Há meses e de modo rotineiro, a família de Álida González tem que ficar sem almoço. É a inflação, a escassez crônica de alimentos... a lista das desgraças cresce e se repete dia após dia no maravilhoso mundo do “socialismo do século XXI” tão ao gosto do lulopetismo.
“Comemos menos, conta ela. A situação está tão apertada, que com o mesmo com que antes eu comprava para o café da manha, o almoço e o jantar, hoje só dá para um café da manha incompleto”, contou ela em sua modesta casinha no bairro de Petare, em Caracas.
O presidente Maduro fica apegado ferrenhamente ao socialismo e ainda pretende defender a democracia em perigo no Brasil.

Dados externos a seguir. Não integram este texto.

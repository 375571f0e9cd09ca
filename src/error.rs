//! Unified error types for notice-gen.
//!
//! Registry lookups never surface here: they degrade to a placeholder record
//! inside the `registry` module. Everything in this module is a structural
//! failure that aborts the run.

use std::path::PathBuf;
use thiserror::Error;

/// Main error type for notice-gen operations.
#[derive(Error, Debug)]
#[non_exhaustive]
pub enum NoticeError {
    /// Errors while reading or parsing a dependency manifest
    #[error("Failed to read manifest: {context}")]
    Manifest {
        context: String,
        #[source]
        source: ManifestErrorKind,
    },

    /// Errors while decoding registry metadata
    #[error("Registry metadata error: {context}")]
    Registry {
        context: String,
        #[source]
        source: RegistryErrorKind,
    },

    /// Errors while writing the notices report or license records
    #[error("Report generation failed: {context}")]
    Report {
        context: String,
        #[source]
        source: ReportErrorKind,
    },

    /// Errors while running the drift check
    #[error("Drift check failed: {context}")]
    Check {
        context: String,
        #[source]
        source: CheckErrorKind,
    },

    /// IO errors with context
    #[error("IO error at {path:?}: {message}")]
    Io {
        path: Option<PathBuf>,
        message: String,
        #[source]
        source: std::io::Error,
    },

}

/// Specific manifest error kinds
#[derive(Error, Debug)]
#[non_exhaustive]
pub enum ManifestErrorKind {
    #[error("Invalid XML structure: {0}")]
    InvalidXml(String),

    #[error("Project root does not exist or is not a directory: {0}")]
    MissingRoot(PathBuf),
}

/// Specific registry error kinds
#[derive(Error, Debug)]
#[non_exhaustive]
pub enum RegistryErrorKind {
    #[error("Invalid nuspec document: {0}")]
    InvalidNuspec(String),

    #[error("Network error: {0}")]
    NetworkError(String),

    #[error("Registry returned HTTP {0}")]
    HttpStatus(u16),
}

/// Specific report error kinds
#[derive(Error, Debug)]
#[non_exhaustive]
pub enum ReportErrorKind {
    #[error("Output path is not usable: {0}")]
    InvalidOutputPath(PathBuf),
}

/// Specific drift check error kinds
#[derive(Error, Debug)]
#[non_exhaustive]
pub enum CheckErrorKind {
    #[error("Failed to spawn `{program}`: {message}")]
    SpawnFailed { program: String, message: String },

    #[error("Cannot determine generator executable: {0}")]
    NoGenerator(String),
}

// ============================================================================
// Result type alias
// ============================================================================

/// Convenient Result type for notice-gen operations
pub type Result<T> = std::result::Result<T, NoticeError>;

// ============================================================================
// Error construction helpers
// ============================================================================

impl NoticeError {
    /// Create a manifest error with context
    pub fn manifest(context: impl Into<String>, source: ManifestErrorKind) -> Self {
        Self::Manifest {
            context: context.into(),
            source,
        }
    }

    /// Create a manifest error for malformed XML
    pub fn invalid_xml(path: impl Into<String>, message: impl Into<String>) -> Self {
        Self::manifest(
            format!("at {}", path.into()),
            ManifestErrorKind::InvalidXml(message.into()),
        )
    }

    /// Create a manifest error for a missing project root
    pub fn missing_root(path: impl Into<PathBuf>) -> Self {
        Self::manifest(
            "checking project root",
            ManifestErrorKind::MissingRoot(path.into()),
        )
    }

    /// Create a registry error with context
    pub fn registry(context: impl Into<String>, source: RegistryErrorKind) -> Self {
        Self::Registry {
            context: context.into(),
            source,
        }
    }

    /// Create a report error with context
    pub fn report(context: impl Into<String>, source: ReportErrorKind) -> Self {
        Self::Report {
            context: context.into(),
            source,
        }
    }

    /// Create a check error with context
    pub fn check(context: impl Into<String>, source: CheckErrorKind) -> Self {
        Self::Check {
            context: context.into(),
            source,
        }
    }

    /// Create an IO error with path context
    pub fn io(path: impl Into<PathBuf>, source: std::io::Error) -> Self {
        let path = path.into();
        let message = format!("{source}");
        Self::Io {
            path: Some(path),
            message,
            source,
        }
    }
}

// ============================================================================
// Conversions from existing error types
// ============================================================================

impl From<std::io::Error> for NoticeError {
    fn from(err: std::io::Error) -> Self {
        Self::Io {
            path: None,
            message: format!("{err}"),
            source: err,
        }
    }
}

// ============================================================================
// Error context extension trait
// ============================================================================

/// Extension trait for adding context to errors.
///
/// Context strings chain outermost-first, so a failure deep in manifest
/// parsing reads like `collecting packages: at src/App/App.csproj`.
pub trait ErrorContext<T> {
    /// Add context to an error.
    fn context(self, context: impl Into<String>) -> Result<T>;

    /// Add context from a closure (only evaluated on error).
    fn with_context<F, C>(self, f: F) -> Result<T>
    where
        F: FnOnce() -> C,
        C: Into<String>;
}

impl<T, E: Into<NoticeError>> ErrorContext<T> for std::result::Result<T, E> {
    fn context(self, context: impl Into<String>) -> Result<T> {
        let ctx: String = context.into();
        self.map_err(|e| add_context_to_error(e.into(), &ctx))
    }

    fn with_context<F, C>(self, f: F) -> Result<T>
    where
        F: FnOnce() -> C,
        C: Into<String>,
    {
        self.map_err(|e| {
            let ctx: String = f().into();
            add_context_to_error(e.into(), &ctx)
        })
    }
}

/// Add context to an error, chaining with any existing context.
fn add_context_to_error(err: NoticeError, new_ctx: &str) -> NoticeError {
    match err {
        NoticeError::Manifest {
            context: existing,
            source,
        } => NoticeError::Manifest {
            context: chain_context(new_ctx, &existing),
            source,
        },
        NoticeError::Registry {
            context: existing,
            source,
        } => NoticeError::Registry {
            context: chain_context(new_ctx, &existing),
            source,
        },
        NoticeError::Report {
            context: existing,
            source,
        } => NoticeError::Report {
            context: chain_context(new_ctx, &existing),
            source,
        },
        NoticeError::Check {
            context: existing,
            source,
        } => NoticeError::Check {
            context: chain_context(new_ctx, &existing),
            source,
        },
        NoticeError::Io {
            path,
            message,
            source,
        } => NoticeError::Io {
            path,
            message: chain_context(new_ctx, &message),
            source,
        },
    }
}

/// Chain two context strings together as "`new`: `existing`".
fn chain_context(new: &str, existing: &str) -> String {
    if existing.is_empty() {
        new.to_string()
    } else {
        format!("{new}: {existing}")
    }
}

As redes públicas de distribuição de alimentos subsidiados claudicam. Entre agosto e setembro de 2015, três das principais universidades do país constataram que 87% dos venezuelanos não tinham entradas suficientes para compara os alimentos habituais.
Maduro ordenou aumentar em 30% o salário salario mínimo integral, que inclui bolsa para comida, enquanto a cesta alimentar para uma família média custava 100 salários mínimos.
“As fibras não existem, o consumo de frutas e hortaliças é escasso. O ovo e o feijão desapareceram da mesa dos mais necessitados. É uma dieta de sobrevivência”, disse Marianella Herrera, da Fundación Bengoa, instituição nutricional sem finalidade de lucro.
Mas o governo sustenta que quando Chávez chegou ao poder o consumo de calorias cresceu 37%, garantindo três refeições diárias para 95% da população e erradicando a desnutrição.
No supermercado Unicasa, no bairro de Cumbres Curumo de classe média alta, Caracas, a notícia da chegada de leite em pó gerou instantaneamente filas para conseguir 4 pacotes o máximo permitido.
“Já não comemos nem o básico para ter saúde”, disse a dona de casa Nancy Morales, 40, enquanto fazia fila num mercado estatal num bairro popular de Caracas.